She went back to glaring. “I can’t win no matter what I offer to do. I told you the truth. My name really is Ashe Bronte Mostafa.”
“And you know Mostafa is your true surname.” He made it a statement.
Faint color slid up her neck to stain her face. She nodded. “Yes. I know that’s my real name. My father didn’t like us to use it. They both loved Bronte poems. I know Charlotte Bronte was famous for her novels, but she did write poetry. She, along with her sisters, wrote poems my parents particularly liked.”
He particularly liked them as well. “What was their favorite?”
She raised her chin the slightest bit, as if she thought he was challenging her. “Charlotte Bronte’s ‘Life.’ They often read that one to me.”
He was familiar with it, but he wasn’t going to tell her that. She had managed, in a very short period of time, to slip under his guard and get inside him. There was something very valiant about her. He straightened slowly, a thought coming to him. It was farfetched and completely ridiculous, but sometimes one had to consider the ridiculous.
“Did your father ever talk about the messenger? Or a messenger? Did you ever hear him use those words?”
She nodded. “Once, just after I moved out. I had gone to visit them, and they weren’t staying in the cabin. I tracked them into the hills. I knew their favorite camping spots, so even when their tracks disappeared into water, I knew where I could find them. Dad said they’d be traveling in the mountains for a few months but staying relatively close just in case I needed them.” She finished the water off and set the glass aside on the nightstand.
“Needed them for what?”
“He told me to look out for a man. A stranger. One calling himself Apostol. He said he was the messenger. I said messenger for what? Of what? He never answered me. He just looked at my mother and both shook their heads.”
“He is the messenger of death,” Timur supplied. “At least that’s what his role is supposed to be. Most likely, he caught up with your parents.”
“This messenger killed them? He tortured and then killed them?”
“I doubt if he did the actual killing. He found them, delivered the message so they would know they were living on borrowed time, and then the actual elimination team was brought in.”
“Is that what you are?” She looked him straight in the eye. “Are you the elimination team? Is that why you’re here?”

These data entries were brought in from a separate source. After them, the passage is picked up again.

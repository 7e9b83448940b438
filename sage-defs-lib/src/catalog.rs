//! The set of games known to the tool, read from the game manifest.

use sage_defs_core::GameSource;
use sage_defs_xml::parse_games_file;

use crate::context::DefinitionContext;
use crate::error::LoadError;
use crate::game::GameDefinition;

/// Manifest records for every known game.
#[derive(Debug, Clone, Default)]
pub struct GameCatalog {
    games: Vec<GameSource>,
}

impl GameCatalog {
    pub fn from_games(games: Vec<GameSource>) -> Self {
        Self { games }
    }

    /// Read `<tool-root>/Games/GameDefinition.xml`. A missing manifest
    /// gives an empty catalog.
    pub fn load(ctx: &DefinitionContext) -> Result<Self, LoadError> {
        let path = ctx.manifest_path();
        if !path.exists() {
            log::warn!("No game manifest found at {}", path.display());
            return Ok(Self::default());
        }
        let games = parse_games_file(&path).map_err(|source| LoadError::manifest(&path, source))?;
        Ok(Self { games })
    }

    pub fn games(&self) -> &[GameSource] {
        &self.games
    }

    pub fn find(&self, id: &str) -> Option<&GameSource> {
        self.games.iter().find(|game| game.id == id)
    }

    /// Games that inherit `base`'s definitions.
    pub fn derived_from(&self, base: &str) -> Vec<&GameSource> {
        self.games
            .iter()
            .filter(|game| game.base_game() == Some(base))
            .collect()
    }

    /// Load the definition of the selected game, or the "None" definition
    /// when nothing is selected.
    pub fn select<F>(
        &self,
        id: Option<&str>,
        ctx: &DefinitionContext,
        status: F,
    ) -> Result<GameDefinition, LoadError>
    where
        F: FnMut(&str) -> bool,
    {
        let source = match id {
            Some(id) => Some(self.find(id).ok_or_else(|| LoadError::unknown_game(id))?),
            None => None,
        };
        GameDefinition::load(source, ctx, status)
    }
}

He didn’t take his eyes from hers and, damn him to hell, he wasn’t going to lie. “That’s who I am right this minute, yes. I came here to find the truth, and if you were a threat to either Evangeline or Fyodor, damn straight I’d end you in a heartbeat.” And go the rest of his life without a woman, because he knew she was the one and it had very little to do with his leopard driving him.

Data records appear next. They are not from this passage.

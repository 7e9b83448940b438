use thiserror::Error;

use sage_defs_lib::LoadError;

/// Errors that can occur during CLI command execution.
#[derive(Debug, Error)]
pub(crate) enum CliError {
    /// I/O error
    #[error("{0}")]
    Io(#[from] std::io::Error),

    /// Manifest or definition loading failed
    #[error("{0}")]
    Load(#[from] LoadError),

    /// Asset type id not present in the loaded game
    #[error("Unknown asset type: {0}")]
    UnknownAssetType(String),

    /// Configuration error
    #[error("Config error: {0}")]
    Config(String),
}

impl CliError {
    pub(crate) fn unknown_asset_type(msg: impl Into<String>) -> Self {
        Self::UnknownAssetType(msg.into())
    }

    pub(crate) fn config(msg: impl Into<String>) -> Self {
        Self::Config(msg.into())
    }
}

Her long lashes swept down and then back up. He found himself looking at her cat, and then the lashes did another sweep and he was looking at her. There was nothing there to suggest she found him despicable as he expected.
“If I knew someone had threatened my parents, I would have killed them.”
He hadn’t expected acceptance. He found himself going still inside. Feeling hope. Trying to squash it down so he wouldn’t be bitterly disappointed. He’d been disappointed all his life. He had learned not to want anything. To feel anything. He had known there would be no home for him. No loving family no matter if he dreamt of that. That dream had been destroyed before it could ever get off the ground.
First his father made certain his leopard was a killer by beating him so severely and repeatedly that it forced the young cat to emerge in an effort to defend the boy. Then there were the training sessions, vicious ones, where men beat him with clubs to bring out his savage nature. His father drilled it into Timur that women were only to be used and then cast aside. He did that in a brutal way as well, wanting to harden his son. He raped and then beat women to death in front of him and then ended the lessons with the cruel murder of Timur’s own mother.
“You make me believe there is good in the world after all,” he said. Even giving her that felt like giving too much. She made him feel vulnerable when he couldn’t afford to be. He was the one who kept everyone else safe. He couldn’t afford to feel too much.
“I don’t know why. I did come here under false pretenses. I’ll tell Evangeline tomorrow.”
He shook his head. “You’re going to see this thing through. Until I know what’s going on, I want you where I can see you at all times.”